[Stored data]

//! Layout-unit quantization.
//!
//! Placements snap to 1/64 px, the sub-pixel layout unit browsers use, so
//! accumulated offsets stay stable across identical runs.

/// Quantize a px value to the nearest 1/64 px.
#[inline]
pub fn quantize_layout(value: f32) -> f32 {
    (value * 64.0).round() / 64.0
}

/// Quantize a px value downward to 1/64 px. Used for between-item spacing so
/// rounding never accumulates past the container's far edge.
#[inline]
pub fn quantize_layout_floor(value: f32) -> f32 {
    (value * 64.0).floor() / 64.0
}

#[cfg(test)]
mod tests {
    use super::*;

    #[test]
    /// # Panics
    /// Panics if quantization does not snap to 1/64 px.
    fn snaps_to_layout_units() {
        assert!((quantize_layout(8.328_125) - 8.328_125).abs() < f32::EPSILON);
        assert!((quantize_layout(10.003) - 10.0).abs() < 0.01);
        assert!(quantize_layout_floor(9.999) <= 9.999);
    }
}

**EXERCISE PROMPT:**
Show all lines in the entries above where the word "Panics" appears.

**RESULT OF THE TASK:**
    /// # Panics
    /// Panics if quantization does not snap to 1/64 px.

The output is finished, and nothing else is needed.